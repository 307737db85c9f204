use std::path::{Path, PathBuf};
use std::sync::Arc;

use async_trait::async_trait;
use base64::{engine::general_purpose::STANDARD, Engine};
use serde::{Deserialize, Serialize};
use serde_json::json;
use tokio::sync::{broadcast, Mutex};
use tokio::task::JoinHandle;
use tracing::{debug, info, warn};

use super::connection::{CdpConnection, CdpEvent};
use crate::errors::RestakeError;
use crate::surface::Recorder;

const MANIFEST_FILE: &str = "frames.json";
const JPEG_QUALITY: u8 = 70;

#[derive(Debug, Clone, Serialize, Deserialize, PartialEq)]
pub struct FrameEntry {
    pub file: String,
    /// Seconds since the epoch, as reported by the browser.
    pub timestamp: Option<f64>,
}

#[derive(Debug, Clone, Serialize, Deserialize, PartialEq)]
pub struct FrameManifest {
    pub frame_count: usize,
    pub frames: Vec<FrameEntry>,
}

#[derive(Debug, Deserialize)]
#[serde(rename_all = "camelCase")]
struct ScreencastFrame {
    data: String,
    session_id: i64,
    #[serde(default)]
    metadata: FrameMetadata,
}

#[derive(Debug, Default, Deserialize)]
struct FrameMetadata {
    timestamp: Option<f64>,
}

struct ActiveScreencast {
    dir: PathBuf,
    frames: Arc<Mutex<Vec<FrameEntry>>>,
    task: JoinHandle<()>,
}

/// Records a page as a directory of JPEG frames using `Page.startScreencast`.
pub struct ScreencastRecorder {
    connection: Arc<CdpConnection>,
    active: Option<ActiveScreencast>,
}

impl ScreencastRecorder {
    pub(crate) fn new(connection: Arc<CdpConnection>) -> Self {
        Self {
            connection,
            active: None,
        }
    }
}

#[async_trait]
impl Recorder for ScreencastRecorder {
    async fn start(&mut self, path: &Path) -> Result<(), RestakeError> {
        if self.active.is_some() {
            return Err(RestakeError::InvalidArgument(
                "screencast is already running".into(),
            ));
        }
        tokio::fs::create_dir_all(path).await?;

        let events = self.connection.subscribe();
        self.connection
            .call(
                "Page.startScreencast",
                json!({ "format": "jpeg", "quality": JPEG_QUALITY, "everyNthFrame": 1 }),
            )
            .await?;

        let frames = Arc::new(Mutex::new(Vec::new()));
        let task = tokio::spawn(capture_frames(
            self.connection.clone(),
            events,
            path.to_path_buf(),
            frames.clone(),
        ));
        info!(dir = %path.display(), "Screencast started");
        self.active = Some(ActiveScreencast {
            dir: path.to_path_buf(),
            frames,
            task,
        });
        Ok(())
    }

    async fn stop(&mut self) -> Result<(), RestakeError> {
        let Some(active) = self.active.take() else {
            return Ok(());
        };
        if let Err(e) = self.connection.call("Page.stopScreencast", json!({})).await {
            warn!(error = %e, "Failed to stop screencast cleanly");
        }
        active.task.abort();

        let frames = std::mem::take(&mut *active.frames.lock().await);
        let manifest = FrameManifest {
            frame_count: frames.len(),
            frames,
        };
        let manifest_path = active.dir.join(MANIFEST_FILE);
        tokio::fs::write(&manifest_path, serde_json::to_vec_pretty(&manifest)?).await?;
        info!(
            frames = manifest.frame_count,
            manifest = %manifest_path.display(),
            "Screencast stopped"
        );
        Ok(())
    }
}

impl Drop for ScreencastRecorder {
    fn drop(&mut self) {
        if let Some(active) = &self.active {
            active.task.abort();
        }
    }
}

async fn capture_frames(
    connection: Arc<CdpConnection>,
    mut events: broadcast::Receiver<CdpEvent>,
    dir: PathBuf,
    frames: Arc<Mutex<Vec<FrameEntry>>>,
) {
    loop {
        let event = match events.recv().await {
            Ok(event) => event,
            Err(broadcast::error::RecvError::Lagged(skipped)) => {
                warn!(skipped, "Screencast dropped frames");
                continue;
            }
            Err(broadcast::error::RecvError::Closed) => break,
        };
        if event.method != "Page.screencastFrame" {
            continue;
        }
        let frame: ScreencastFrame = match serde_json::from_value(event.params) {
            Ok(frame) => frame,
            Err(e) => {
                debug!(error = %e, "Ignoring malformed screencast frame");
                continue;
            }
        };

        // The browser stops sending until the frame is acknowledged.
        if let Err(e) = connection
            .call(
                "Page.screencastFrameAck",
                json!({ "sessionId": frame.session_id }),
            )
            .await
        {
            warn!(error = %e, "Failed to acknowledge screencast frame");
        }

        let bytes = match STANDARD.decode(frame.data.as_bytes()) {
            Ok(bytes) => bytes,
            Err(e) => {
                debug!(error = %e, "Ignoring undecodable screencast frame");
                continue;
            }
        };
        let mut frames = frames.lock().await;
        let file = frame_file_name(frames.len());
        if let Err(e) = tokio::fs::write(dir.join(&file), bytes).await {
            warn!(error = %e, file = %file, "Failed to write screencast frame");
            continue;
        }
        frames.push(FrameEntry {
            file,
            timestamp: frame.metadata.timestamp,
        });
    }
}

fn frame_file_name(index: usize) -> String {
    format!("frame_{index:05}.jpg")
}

---

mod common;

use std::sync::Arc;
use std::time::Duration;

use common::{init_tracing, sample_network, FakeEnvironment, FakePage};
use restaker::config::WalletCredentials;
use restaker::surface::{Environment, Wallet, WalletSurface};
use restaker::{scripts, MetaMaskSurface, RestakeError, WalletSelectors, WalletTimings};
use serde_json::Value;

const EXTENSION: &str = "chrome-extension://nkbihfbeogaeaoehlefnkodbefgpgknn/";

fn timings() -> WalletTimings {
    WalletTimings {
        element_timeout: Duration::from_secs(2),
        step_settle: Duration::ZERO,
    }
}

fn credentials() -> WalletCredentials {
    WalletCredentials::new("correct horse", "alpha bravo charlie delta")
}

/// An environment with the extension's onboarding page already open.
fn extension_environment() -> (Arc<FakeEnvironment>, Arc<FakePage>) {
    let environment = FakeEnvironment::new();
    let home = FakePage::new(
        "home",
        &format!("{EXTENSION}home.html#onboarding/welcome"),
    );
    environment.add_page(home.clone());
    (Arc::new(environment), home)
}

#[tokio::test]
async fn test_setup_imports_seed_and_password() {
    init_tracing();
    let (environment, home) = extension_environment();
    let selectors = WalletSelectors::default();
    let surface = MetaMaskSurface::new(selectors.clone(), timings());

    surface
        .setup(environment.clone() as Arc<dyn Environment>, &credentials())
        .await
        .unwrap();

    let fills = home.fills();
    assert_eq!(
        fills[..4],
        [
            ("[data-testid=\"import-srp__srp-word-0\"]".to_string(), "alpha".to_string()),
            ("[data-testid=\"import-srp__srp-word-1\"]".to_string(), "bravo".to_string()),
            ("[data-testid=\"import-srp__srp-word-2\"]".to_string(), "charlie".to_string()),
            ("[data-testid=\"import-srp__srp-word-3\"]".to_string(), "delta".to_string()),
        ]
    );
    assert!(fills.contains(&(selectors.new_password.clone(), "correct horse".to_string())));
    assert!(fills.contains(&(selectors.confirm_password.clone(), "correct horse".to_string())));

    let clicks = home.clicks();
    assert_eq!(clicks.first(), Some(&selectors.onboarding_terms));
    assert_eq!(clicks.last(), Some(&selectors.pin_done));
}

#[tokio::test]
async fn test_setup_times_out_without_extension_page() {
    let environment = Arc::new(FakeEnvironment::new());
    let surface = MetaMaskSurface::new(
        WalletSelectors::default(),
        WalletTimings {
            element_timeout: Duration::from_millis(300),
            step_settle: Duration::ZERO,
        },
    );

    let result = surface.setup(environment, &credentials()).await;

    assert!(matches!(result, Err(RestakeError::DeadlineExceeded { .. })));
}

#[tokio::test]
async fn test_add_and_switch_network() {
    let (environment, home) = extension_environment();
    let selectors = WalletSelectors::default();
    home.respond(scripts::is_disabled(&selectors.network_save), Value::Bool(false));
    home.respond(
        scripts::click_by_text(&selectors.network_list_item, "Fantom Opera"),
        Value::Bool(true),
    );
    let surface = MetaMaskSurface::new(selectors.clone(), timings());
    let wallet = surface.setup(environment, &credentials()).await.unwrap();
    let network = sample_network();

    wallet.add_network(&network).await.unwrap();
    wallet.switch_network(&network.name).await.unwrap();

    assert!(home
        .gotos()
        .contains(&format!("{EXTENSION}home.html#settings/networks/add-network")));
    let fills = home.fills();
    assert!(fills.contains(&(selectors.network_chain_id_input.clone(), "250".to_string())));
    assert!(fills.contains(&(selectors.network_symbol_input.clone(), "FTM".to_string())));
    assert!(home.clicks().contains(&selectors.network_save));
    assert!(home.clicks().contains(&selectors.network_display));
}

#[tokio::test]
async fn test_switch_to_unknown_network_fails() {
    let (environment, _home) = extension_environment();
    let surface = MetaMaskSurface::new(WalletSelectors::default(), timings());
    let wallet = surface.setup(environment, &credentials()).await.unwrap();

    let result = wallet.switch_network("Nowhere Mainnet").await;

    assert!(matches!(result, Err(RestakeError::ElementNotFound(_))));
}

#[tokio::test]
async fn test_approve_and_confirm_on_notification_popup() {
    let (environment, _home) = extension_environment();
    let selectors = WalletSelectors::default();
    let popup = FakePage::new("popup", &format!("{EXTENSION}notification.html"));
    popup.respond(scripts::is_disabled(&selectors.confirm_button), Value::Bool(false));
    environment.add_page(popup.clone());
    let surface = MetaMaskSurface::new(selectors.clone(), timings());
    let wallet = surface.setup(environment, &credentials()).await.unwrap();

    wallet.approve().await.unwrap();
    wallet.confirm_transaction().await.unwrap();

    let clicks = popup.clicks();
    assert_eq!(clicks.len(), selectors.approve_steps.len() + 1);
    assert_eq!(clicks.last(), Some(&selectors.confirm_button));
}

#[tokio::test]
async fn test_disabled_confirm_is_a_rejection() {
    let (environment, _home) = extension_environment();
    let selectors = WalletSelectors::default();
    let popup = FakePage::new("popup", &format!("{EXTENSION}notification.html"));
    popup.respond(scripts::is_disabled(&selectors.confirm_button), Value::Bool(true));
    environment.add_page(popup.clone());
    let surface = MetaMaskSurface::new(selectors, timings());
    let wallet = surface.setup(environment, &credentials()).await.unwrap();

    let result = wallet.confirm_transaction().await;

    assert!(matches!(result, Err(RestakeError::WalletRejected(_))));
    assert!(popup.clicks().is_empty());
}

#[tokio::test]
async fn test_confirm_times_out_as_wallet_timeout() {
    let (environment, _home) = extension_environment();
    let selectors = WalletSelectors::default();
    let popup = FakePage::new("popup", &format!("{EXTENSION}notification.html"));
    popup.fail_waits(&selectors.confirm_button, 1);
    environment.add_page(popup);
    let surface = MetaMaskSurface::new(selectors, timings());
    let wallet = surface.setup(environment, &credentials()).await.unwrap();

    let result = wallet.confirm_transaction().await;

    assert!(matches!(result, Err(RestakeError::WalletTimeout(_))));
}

* * *

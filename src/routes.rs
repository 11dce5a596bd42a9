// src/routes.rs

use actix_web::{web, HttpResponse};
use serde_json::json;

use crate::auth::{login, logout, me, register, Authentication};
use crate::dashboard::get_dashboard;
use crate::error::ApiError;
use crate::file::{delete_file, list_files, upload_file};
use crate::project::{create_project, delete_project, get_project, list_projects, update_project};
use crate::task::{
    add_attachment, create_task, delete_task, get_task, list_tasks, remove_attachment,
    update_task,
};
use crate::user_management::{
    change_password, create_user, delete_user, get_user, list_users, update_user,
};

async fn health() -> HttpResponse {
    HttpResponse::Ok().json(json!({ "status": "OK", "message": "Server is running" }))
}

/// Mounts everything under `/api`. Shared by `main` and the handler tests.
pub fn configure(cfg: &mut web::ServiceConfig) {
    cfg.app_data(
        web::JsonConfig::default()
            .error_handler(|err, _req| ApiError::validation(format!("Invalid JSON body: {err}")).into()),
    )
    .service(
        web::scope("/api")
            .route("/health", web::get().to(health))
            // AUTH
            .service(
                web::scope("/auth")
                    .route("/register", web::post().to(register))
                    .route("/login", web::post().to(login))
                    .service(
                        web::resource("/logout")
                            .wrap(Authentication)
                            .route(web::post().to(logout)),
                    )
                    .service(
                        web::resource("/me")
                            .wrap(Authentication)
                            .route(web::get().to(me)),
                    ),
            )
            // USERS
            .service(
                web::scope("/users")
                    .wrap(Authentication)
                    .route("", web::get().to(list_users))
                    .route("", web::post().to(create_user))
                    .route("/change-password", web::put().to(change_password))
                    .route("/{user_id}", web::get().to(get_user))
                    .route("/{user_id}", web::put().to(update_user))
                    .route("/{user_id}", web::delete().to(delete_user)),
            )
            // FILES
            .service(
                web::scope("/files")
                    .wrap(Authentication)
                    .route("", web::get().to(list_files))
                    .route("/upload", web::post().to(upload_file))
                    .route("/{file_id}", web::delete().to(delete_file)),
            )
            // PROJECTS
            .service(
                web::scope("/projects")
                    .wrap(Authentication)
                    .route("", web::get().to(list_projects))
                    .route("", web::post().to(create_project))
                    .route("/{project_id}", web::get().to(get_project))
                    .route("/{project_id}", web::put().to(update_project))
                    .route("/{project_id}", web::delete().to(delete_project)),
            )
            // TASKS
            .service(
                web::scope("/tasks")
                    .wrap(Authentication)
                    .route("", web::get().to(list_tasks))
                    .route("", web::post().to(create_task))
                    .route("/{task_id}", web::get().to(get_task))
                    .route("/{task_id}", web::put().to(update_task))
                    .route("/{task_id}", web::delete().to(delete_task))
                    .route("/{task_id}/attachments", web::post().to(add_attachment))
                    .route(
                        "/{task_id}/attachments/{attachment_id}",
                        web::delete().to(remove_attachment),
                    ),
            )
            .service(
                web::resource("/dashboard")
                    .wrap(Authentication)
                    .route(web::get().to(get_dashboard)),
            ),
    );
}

= PROBLEM DESCRIPTION =
If a line of the records above contains the word "login", count it; then give the total and nothing more.

= WRITTEN ANSWER =
2